De cette brève analyse, en guise de conclusion, je retiens vos propos pessimistes parlant des folies de la fraternité, dont témoignent amplement l’époque stalinienne et le génocide cambodgien, entre autres, ainsi que de la cruauté de la fraternité, d’où je vois mal comment pourrait sortir une « juste fraternité » généralisée à la planète entière.
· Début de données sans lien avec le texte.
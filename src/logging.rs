// src/logging.rs

//! Logging setup for `grape` using `tracing` + `tracing-subscriber`.
//!
//! Priority for determining the filter:
//! 1. `--log-level` CLI flag (if provided)
//! 2. `GRAPE_LOG` environment variable, in `EnvFilter` syntax
//!    (`debug`, `grape=trace,notify=warn`, ...)
//! 3. default to `info`
//!
//! Logs are sent to STDERR; the managed process inherits our stdout and the
//! lifecycle notices are printed there too.

use anyhow::Result;
use tracing_subscriber::{fmt, EnvFilter};

use crate::cli::LogLevel;

/// Environment variable consulted when no `--log-level` is given.
pub const LOG_ENV_VAR: &str = "GRAPE_LOG";

const DEFAULT_DIRECTIVE: &str = "info";

/// Initialise global logging subscriber.
///
/// Fails if a global subscriber is already installed.
pub fn init_logging(cli_level: Option<LogLevel>) -> Result<()> {
    let env = std::env::var(LOG_ENV_VAR).ok();
    let filter = log_filter(cli_level, env.as_deref());

    fmt()
        .with_env_filter(filter)
        .with_target(false)
        .with_writer(std::io::stderr)
        .try_init()
        .map_err(|e| anyhow::anyhow!("installing tracing subscriber: {e}"))?;

    Ok(())
}

/// Build the filter from the CLI flag and the value of `GRAPE_LOG`.
///
/// An empty or unparsable `GRAPE_LOG` falls back to `info`.
pub fn log_filter(cli_level: Option<LogLevel>, env: Option<&str>) -> EnvFilter {
    if let Some(level) = cli_level {
        return EnvFilter::new(directive(level));
    }

    env.map(str::trim)
        .filter(|s| !s.is_empty())
        .and_then(|s| EnvFilter::try_new(s).ok())
        .unwrap_or_else(|| EnvFilter::new(DEFAULT_DIRECTIVE))
}

fn directive(level: LogLevel) -> &'static str {
    match level {
        LogLevel::Error => "error",
        LogLevel::Warn => "warn",
        LogLevel::Info => "info",
        LogLevel::Debug => "debug",
        LogLevel::Trace => "trace",
    }
}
Je retire donc de votre ouvrage l’impression que « Le moment fraternité » est, et demeurera, un vœu pieux, donc une « croyance au miracle », jusqu’à la fin des temps – sauf à vous, évidemment, de démontrer le contraire, faute de ne pouvoir dire « comment l’organiser politiquement » !
Dans l’attente de vos éventuelles objections de fond, intellectuellement et philosophiquement étayées, sur des points très précis, et non mineurs, de l’ensemble de ces documents, à défaut de quoi vous seriez semblable aux soi-disant élites dénoncées qui continuent à colporter les mensonges et les « croyances au miracle » du monde sans débattre, je vous remercie de votre attention et vous prie d’agréer, Monsieur, mes salutations distinguées.